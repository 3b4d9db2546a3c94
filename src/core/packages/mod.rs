pub mod catalog;
pub mod model;
pub mod state_store;

pub use catalog::PackageCatalog;
pub use model::{
    InstalledPackage, InstalledPackageState, LocalPackage, PackageManifest, PackageStatus,
    RemotePackage, validate_package_id,
};
pub use state_store::{InstalledStateStore, STATE_FILE_NAME};
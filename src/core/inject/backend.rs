// ─── Injector Backend ───
// Capability traits over the OS primitives a module injection needs.

use std::path::Path;
use std::time::Duration;

use super::injector::InjectorError;

/// Address inside the target process.
pub type RemoteAddress = usize;

/// Opaque reference to a thread created by `ProcessHandle::spawn_thread`.
#[derive(Debug, Clone, Copy, PartialEq, Eq)]
pub struct ThreadToken(pub usize);

#[derive(Debug, Clone, PartialEq, Eq)]
pub enum WaitOutcome {
    /// The thread ran to completion with this exit code.
    Completed { exit_code: u32 },
    TimedOut,
    Abandoned,
    Failed(String),
}

/// An opened target process.
///
/// Implementors release the OS handle (and any thread handles they created)
/// in `Drop`, so dropping the value is the one and only close.
pub trait ProcessHandle {
    fn pid(&self) -> u32;

    /// Reserve a read-write region of `len` bytes in the target.
    fn allocate(&mut self, len: usize) -> Result<RemoteAddress, InjectorError>;

    fn write(&mut self, address: RemoteAddress, bytes: &[u8]) -> Result<(), InjectorError>;

    /// Start a thread in the target at `entry` with `argument` as its
    /// only parameter.
    fn spawn_thread(
        &mut self,
        entry: RemoteAddress,
        argument: RemoteAddress,
    ) -> Result<ThreadToken, InjectorError>;

    fn wait_thread(&mut self, thread: ThreadToken, timeout: Duration) -> WaitOutcome;
}

pub trait InjectorBackend {
    type Handle: ProcessHandle;

    /// Open `pid` with rights to create threads, query it, and operate
    /// on, write and read its memory.
    fn open(&self, pid: u32) -> Result<Self::Handle, InjectorError>;

    /// Address of the OS module loader routine, valid in the target.
    fn loader_entry(&self) -> Result<RemoteAddress, InjectorError>;

    /// Bytes the loader expects for `path`, terminator included.
    fn encode_module_path(&self, path: &Path) -> Vec<u8>;
}

/// Backend for platforms without remote thread injection.
#[derive(Debug, Default, Clone, Copy)]
pub struct UnsupportedBackend;

/// Never constructed; `UnsupportedBackend::open` always fails.
#[derive(Debug)]
pub enum NoHandle {}

impl ProcessHandle for NoHandle {
    fn pid(&self) -> u32 {
        match *self {}
    }

    fn allocate(&mut self, _len: usize) -> Result<RemoteAddress, InjectorError> {
        match *self {}
    }

    fn write(&mut self, _address: RemoteAddress, _bytes: &[u8]) -> Result<(), InjectorError> {
        match *self {}
    }

    fn spawn_thread(
        &mut self,
        _entry: RemoteAddress,
        _argument: RemoteAddress,
    ) -> Result<ThreadToken, InjectorError> {
        match *self {}
    }

    fn wait_thread(&mut self, _thread: ThreadToken, _timeout: Duration) -> WaitOutcome {
        match *self {}
    }
}

impl InjectorBackend for UnsupportedBackend {
    type Handle = NoHandle;

    fn open(&self, _pid: u32) -> Result<Self::Handle, InjectorError> {
        Err(InjectorError::Unsupported)
    }

    fn loader_entry(&self) -> Result<RemoteAddress, InjectorError> {
        Err(InjectorError::Unsupported)
    }

    fn encode_module_path(&self, path: &Path) -> Vec<u8> {
        let mut bytes = path.to_string_lossy().into_owned().into_bytes();
        bytes.push(0);
        bytes
    }
}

◇ ◇ ◇ ◇

Quote the data above verbatim from its first line to the line that includes "fn allocate(&mut self, len: usize)", with both boundary lines retained.

repository 3b4d9db2546a3c94
filename src/core/packages/mod.rs
pub mod catalog;
pub mod model;
pub mod state_store;

pub use catalog::PackageCatalog;
pub use model::{
    InstalledPackage, InstalledPackageState, LocalPackage, PackageManifest, PackageStatus,
    RemotePackage, validate_package_id,
};
pub use state_store::{InstalledStateStore, STATE_FILE_NAME};
filename src/core/inject/backend.rs
// ─── Injector Backend ───
// Capability traits over the OS primitives a module injection needs.

use std::path::Path;
use std::time::Duration;

use super::injector::InjectorError;

/// Address inside the target process.
pub type RemoteAddress = usize;

/// Opaque reference to a thread created by `ProcessHandle::spawn_thread`.
#[derive(Debug, Clone, Copy, PartialEq, Eq)]
pub struct ThreadToken(pub usize);

#[derive(Debug, Clone, PartialEq, Eq)]
pub enum WaitOutcome {
    /// The thread ran to completion with this exit code.
    Completed { exit_code: u32 },
    TimedOut,
    Abandoned,
    Failed(String),
}

/// An opened target process.
///
/// Implementors release the OS handle (and any thread handles they created)
/// in `Drop`, so dropping the value is the one and only close.
pub trait ProcessHandle {
    fn pid(&self) -> u32;

    /// Reserve a read-write region of `len` bytes in the target.
    fn allocate(&mut self, len: usize) -> Result<RemoteAddress, InjectorError>;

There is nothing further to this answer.